COTTON'S steady price rise continues to gain momentum, and for a while now cotton has dominated a variety of media outlets – for there are few whose lives aren’t shaped by this staple fibre in some way or another.

Last week, Rural Press’ sheep and wool writer Terry Sim examined wool to cotton price ratios and what the fortunes of one raw fibre meant for the other. Elsewhere Bloomberg warned that global demand from textile mills would continue to outpace supplies.

But you’re just as likely to read about cotton’s price spike in a women’s magazine examining affordable children’s clothing, or in a retailer’s forecast for hard times ahead as the expense of cotton pressures the escalating price of clothing and manchester.

Since early last year, cotton prices have accelerated from the realms of US55-80 cents a pound, to hit an all-time high of $US2.127 a pound on ICE Futures US in New York two days ago. As we enter an era of unprecedented cotton prices, will it continue to be the world’s fibre of choice?

It was not always the case. In 1750, the British textile industry was using about 60 million tonnes of raw wool compared with just 2.5 million tonnes of raw cotton a year. But in a mere century, the tables were well and truly turned, in favour of 790 million tonnes of raw cotton versus 215 million tonnes of raw wool by 1850. Today, it also competes with synthetic and cellulosic fibres to claim its 38 per cent market share, but it is because of its natural qualities that cotton will always have a particular resonance with consumers.

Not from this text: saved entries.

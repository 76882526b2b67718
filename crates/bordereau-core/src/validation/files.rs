//! File validation module
//!
//! Advisory checks applied to files before they are sent for scanning:
//! - Extension must be one the scan picker accepts
//! - Per-file size limit (5 GB)
//! - Batch size limit (1000 files)
//!
//! None of these checks block an upload; the server remains the authority and
//! reports per-file rejections in its upload response.

use std::fmt::{Display, Formatter, Result as FmtResult};
use std::path::Path;

use crate::constants::{ACCEPTED_EXTENSIONS, MAX_FILES_PER_BATCH, MAX_FILE_SIZE_BYTES};

#[derive(Debug, Clone, PartialEq, Eq)]
pub enum FileWarning {
    UnsupportedExtension { file_name: String },
    TooLarge { file_name: String, size: u64 },
    TooManyFiles { count: usize },
}

impl Display for FileWarning {
    fn fmt(&self, f: &mut Formatter<'_>) -> FmtResult {
        match self {
            FileWarning::UnsupportedExtension { file_name } => write!(
                f,
                "{} is not one of the accepted formats ({})",
                file_name,
                ACCEPTED_EXTENSIONS.join(", ")
            ),
            FileWarning::TooLarge { file_name, size } => write!(
                f,
                "{} is {} bytes, above the {} bytes limit",
                file_name, size, MAX_FILE_SIZE_BYTES
            ),
            FileWarning::TooManyFiles { count } => write!(
                f,
                "{} files selected, above the {} files per batch limit",
                count, MAX_FILES_PER_BATCH
            ),
        }
    }
}

/// Case-insensitive extension check against [`ACCEPTED_EXTENSIONS`].
pub fn has_accepted_extension(file_name: &str) -> bool {
    Path::new(file_name)
        .extension()
        .and_then(|e| e.to_str())
        .map(|ext| {
            let ext = ext.to_ascii_lowercase();
            ACCEPTED_EXTENSIONS.iter().any(|accepted| *accepted == ext)
        })
        .unwrap_or(false)
}

/// Check a single file.
pub fn check_file(file_name: &str, size: u64) -> Vec<FileWarning> {
    let mut warnings = Vec::new();
    if !has_accepted_extension(file_name) {
        warnings.push(FileWarning::UnsupportedExtension {
            file_name: file_name.to_string(),
        });
    }
    if size > MAX_FILE_SIZE_BYTES {
        warnings.push(FileWarning::TooLarge {
            file_name: file_name.to_string(),
            size,
        });
    }
    warnings
}

/// Check the number of files in one batch.
pub fn check_batch(count: usize) -> Option<FileWarning> {
    (count > MAX_FILES_PER_BATCH).then_some(FileWarning::TooManyFiles { count })
}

Thanks to the rising cotton price, overseas producers in developing nations are enjoying a remarkable boon. Ghana has revamped and revived its ailing industry, launching its campaign, “Cotton - White Gold” in February, aiming to inspire a turnaround in an industry which Ghana’s own ministers described as having suffered at the hands of inconsistent funding among other factors.

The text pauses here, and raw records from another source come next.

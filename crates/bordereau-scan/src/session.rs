//! Scan session lifecycle.
//!
//! ```text
//! Select --start_scan--> Upload --upload--> Validate --validate--> Select
//!                          |                   |
//!                          +------cancel-------+-----------------> Select
//! ```
//!
//! A failed action leaves the step, the selected bordereau, the files and the notes
//! exactly as they were, so the operator can retry.

use crate::backend::{ensure_ack, ScanBackend};
use crate::job::{ScanJob, ScanJobKind};
use crate::notice::{report_failure, Notice};
use crate::poller::PollSource;
use crate::query::{QueryClient, QueryKey};
use crate::selection::FileSelection;
use crate::upload::{DocumentUploader, UploadOutcome};
use crate::Callback;
use async_trait::async_trait;
use bordereau_core::models::{MutationResponse, ScanQueueItem};
use bordereau_core::{ScanError, ScanResult};
use std::fmt;
use std::sync::Arc;

#[derive(Debug, Clone, Copy, PartialEq, Eq)]
pub enum ScanStep {
    Select,
    Upload,
    Validate,
}

impl ScanStep {
    pub fn as_str(&self) -> &'static str {
        match self {
            ScanStep::Select => "select",
            ScanStep::Upload => "upload",
            ScanStep::Validate => "validate",
        }
    }
}

impl fmt::Display for ScanStep {
    fn fmt(&self, f: &mut fmt::Formatter<'_>) -> fmt::Result {
        f.write_str(self.as_str())
    }
}

/// Scan queue as a [`PollSource`].
pub struct ScanQueueSource<B: ?Sized> {
    backend: Arc<B>,
}

impl<B: ?Sized> ScanQueueSource<B> {
    pub fn new(backend: Arc<B>) -> Self {
        Self { backend }
    }
}

#[async_trait]
impl<B: ScanBackend + ?Sized + 'static> PollSource for ScanQueueSource<B> {
    type Output = Vec<ScanQueueItem>;

    fn key(&self) -> QueryKey {
        QueryKey::ScanQueue
    }

    async fn fetch(&self) -> ScanResult<Vec<ScanQueueItem>> {
        self.backend.scan_queue().await
    }
}

pub struct ScanSession<B: ?Sized> {
    backend: Arc<B>,
    queries: QueryClient,
    uploader: DocumentUploader<B>,
    step: ScanStep,
    bordereau: Option<ScanQueueItem>,
    selection: FileSelection,
    notes: String,
    job: Option<ScanJob>,
    last_upload: Option<UploadOutcome>,
    notice: Option<Notice>,
}

impl<B: ScanBackend + ?Sized> ScanSession<B> {
    pub fn new(backend: Arc<B>, queries: QueryClient) -> Self {
        Self {
            uploader: DocumentUploader::new(Arc::clone(&backend)),
            backend,
            queries,
            step: ScanStep::Select,
            bordereau: None,
            selection: FileSelection::new(),
            notes: String::new(),
            job: None,
            last_upload: None,
            notice: None,
        }
    }

    /// Run `callback` after every confirmed upload.
    pub fn on_upload_complete(mut self, callback: Callback<UploadOutcome>) -> Self {
        self.uploader = self.uploader.with_completion(callback);
        self
    }

    pub fn step(&self) -> ScanStep {
        self.step
    }

    pub fn bordereau(&self) -> Option<&ScanQueueItem> {
        self.bordereau.as_ref()
    }

    pub fn selection(&self) -> &FileSelection {
        &self.selection
    }

    pub fn selection_mut(&mut self) -> &mut FileSelection {
        &mut self.selection
    }

    pub fn notes(&self) -> &str {
        &self.notes
    }

    pub fn set_notes(&mut self, notes: impl Into<String>) {
        self.notes = notes.into();
    }

    /// Request in flight, if any. Front-ends disable the triggering control while set.
    pub fn current_job(&self) -> Option<&ScanJob> {
        self.job.as_ref()
    }

    pub fn is_busy(&self) -> bool {
        self.job.is_some()
    }

    pub fn last_upload(&self) -> Option<&UploadOutcome> {
        self.last_upload.as_ref()
    }

    pub fn notice(&self) -> Option<&Notice> {
        self.notice.as_ref()
    }

    pub fn take_notice(&mut self) -> Option<Notice> {
        self.notice.take()
    }

    /// Start scanning `item`. Only allowed from [`ScanStep::Select`].
    #[tracing::instrument(skip(self, item), fields(bordereau_id = %item.id))]
    pub async fn start_scan(&mut self, item: ScanQueueItem) -> ScanResult<()> {
        self.require_step(ScanStep::Select, "start a scan")?;

        let result = self.backend.start_scan(&item.id).await.and_then(|r| {
            ensure_ack(MutationResponse {
                success: r.success,
                message: r.message,
            })
        });
        match result {
            Ok(ack) => {
                tracing::info!(reference = %item.reference, "Scan started");
                self.notice = Some(Notice::success(
                    ack.message
                        .unwrap_or_else(|| format!("Scan started for {}", item.reference)),
                ));
                self.bordereau = Some(item);
                self.step = ScanStep::Upload;
                self.queries.invalidate(QueryKey::ScanQueue);
                Ok(())
            }
            Err(e) => Err(self.fail("start_scan", e)),
        }
    }

    /// Upload the selected files. Only allowed from [`ScanStep::Upload`].
    ///
    /// Selection problems are reported before any request is made.
    #[tracing::instrument(skip(self))]
    pub async fn upload(&mut self) -> ScanResult<UploadOutcome> {
        self.require_step(ScanStep::Upload, "upload documents")?;
        let bordereau_id = self.selected_id()?;
        if let Err(e) = self.selection.typed_files() {
            return Err(self.fail("upload", e));
        }

        self.job = Some(ScanJob::upload(&bordereau_id, self.selection.len()));
        let result = self.run_upload(&bordereau_id).await;
        self.job = None;

        match result {
            Ok(outcome) => {
                let uploaded = outcome.document_ids.len();
                self.notice = Some(if outcome.file_errors.is_empty() {
                    Notice::success(format!("{} document(s) uploaded", uploaded))
                } else {
                    Notice::warning(format!(
                        "{} document(s) uploaded, {} failed",
                        uploaded,
                        outcome.file_errors.len()
                    ))
                });
                self.selection.clear();
                self.last_upload = Some(outcome.clone());
                self.step = ScanStep::Validate;
                self.queries.invalidate(QueryKey::ScanQueue);
                Ok(outcome)
            }
            Err(e) => Err(self.fail("upload", e)),
        }
    }

    async fn run_upload(&mut self, bordereau_id: &str) -> ScanResult<UploadOutcome> {
        let target = self.uploader.resolve_target(bordereau_id).await?;
        if let Some(ScanJob {
            kind: ScanJobKind::Upload { target: slot, .. },
            ..
        }) = self.job.as_mut()
        {
            *slot = Some(target);
        }
        let notes = Some(self.notes.as_str()).filter(|n| !n.trim().is_empty());
        self.uploader
            .upload_to(bordereau_id, target, &self.selection, notes)
            .await
    }

    /// Mark the scan complete. Only allowed from [`ScanStep::Validate`].
    #[tracing::instrument(skip(self))]
    pub async fn validate(&mut self) -> ScanResult<()> {
        self.require_step(ScanStep::Validate, "validate")?;
        let bordereau_id = self.selected_id()?;

        self.job = Some(ScanJob::validation(&bordereau_id));
        let result = self
            .backend
            .validate_scan(&bordereau_id)
            .await
            .and_then(ensure_ack);
        self.job = None;

        match result {
            Ok(ack) => {
                tracing::info!(bordereau_id = %bordereau_id, "Scan validated");
                self.notice = Some(Notice::success(
                    ack.message.unwrap_or_else(|| "Scan validated".to_string()),
                ));
                self.reset();
                self.queries
                    .invalidate_all(&[QueryKey::ScanQueue, QueryKey::CompletedScans]);
                Ok(())
            }
            Err(e) => Err(self.fail("validate", e)),
        }
    }

    /// Abort the session. Requires a non-blank reason; a blank one sends nothing.
    #[tracing::instrument(skip(self, reason))]
    pub async fn cancel(&mut self, reason: &str) -> ScanResult<()> {
        if self.step == ScanStep::Select {
            return Err(self.fail(
                "cancel",
                ScanError::InvalidStep {
                    action: "cancel",
                    step: self.step.to_string(),
                },
            ));
        }
        let reason = reason.trim();
        if reason.is_empty() {
            return Err(self.fail("cancel", ScanError::MissingCancelReason));
        }
        let bordereau_id = self.selected_id()?;

        self.job = Some(ScanJob::cancellation(&bordereau_id));
        let result = self
            .backend
            .cancel_scan(&bordereau_id, reason)
            .await
            .and_then(ensure_ack);
        self.job = None;

        match result {
            Ok(ack) => {
                tracing::info!(bordereau_id = %bordereau_id, reason, "Scan cancelled");
                self.notice = Some(Notice::success(
                    ack.message.unwrap_or_else(|| "Scan cancelled".to_string()),
                ));
                self.reset();
                self.queries.invalidate(QueryKey::ScanQueue);
                Ok(())
            }
            Err(e) => Err(self.fail("cancel", e)),
        }
    }

    fn reset(&mut self) {
        self.step = ScanStep::Select;
        self.bordereau = None;
        self.selection.clear();
        self.notes.clear();
        self.last_upload = None;
    }

    fn require_step(&mut self, expected: ScanStep, action: &'static str) -> ScanResult<()> {
        if self.step == expected {
            return Ok(());
        }
        let err = ScanError::InvalidStep {
            action,
            step: self.step.to_string(),
        };
        Err(self.fail(action, err))
    }

    fn selected_id(&mut self) -> ScanResult<String> {
        match &self.bordereau {
            Some(item) => Ok(item.id.clone()),
            None => Err(self.fail("select", ScanError::NoBordereauSelected)),
        }
    }

    fn fail(&mut self, action: &'static str, err: ScanError) -> ScanError {
        self.notice = Some(report_failure(action, &err));
        err
    }
}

According to the FAO, in Central and West Africa, more than 10 million people depend on cotton production to earn enough cash to pay for the food they eat.

So it’s no surprise that Ghana’s government is now squarely behind ‘White Gold’. It also has the backing of three commodity marketing giants, as Olam Ghana, ARMAJARO and WEINCO, each reach into their pockets to the tune of about $US10 million for the production and marketing of the fibre.

Developing nations now also battle for the cotton-producing crown. It was in the early 1980s that China usurped the USA as the world’s largest cotton producer, but there is speculation that India will soon seize that title. With the advantage of hybrid seed and high expectations for continued innovation in GM characteristics, India’s production could overtake China by 2015.

But what of those cotton fields back home? Floods may have decimated many producers this year, but have in turn created a positive outlook for next season. It seems it will depend as always on the weather, but equally as much on legislation, regulations and policies, which are still in the making.

Growers in the Murray Darling Basin, for example, must feel like rejoicing at prices on the one hand and weeping at the uncertainty of future water allocations on the other.

You only have to look at the vigour with which Cotton Australia has taken the fight to the Murray Darling Basin Plan to understand just what’s at stake for any regions heavily involved in annual broadacre activities. Rice and cotton operations are looking squarely down the barrel of redundancy if the MDBA’s minimum 3000 gigalitre return of flows to environmental water goes ahead.

As water becomes subject to higher pricing and government diverts flows from farming operations, what do the options seem to be? Will hard-hit producers simply have to walk away from white gold, turn their back on its prices, and grow something else?

In the current climate, it must be fear of the unknown which plagues all cotton growers in irrigation zones. Will Australia’s cotton industry be out-legislated? Will the fibre’s climbing prices be primarily enjoyed, with abandon, by laissez-faire African and Asian nations, who may not in all cases be cropping cotton sustainably, but for now at least have governments who ensure that white gold never goes thirsty? The answers, it would seem, rest with Craig Knowles and the MDBA.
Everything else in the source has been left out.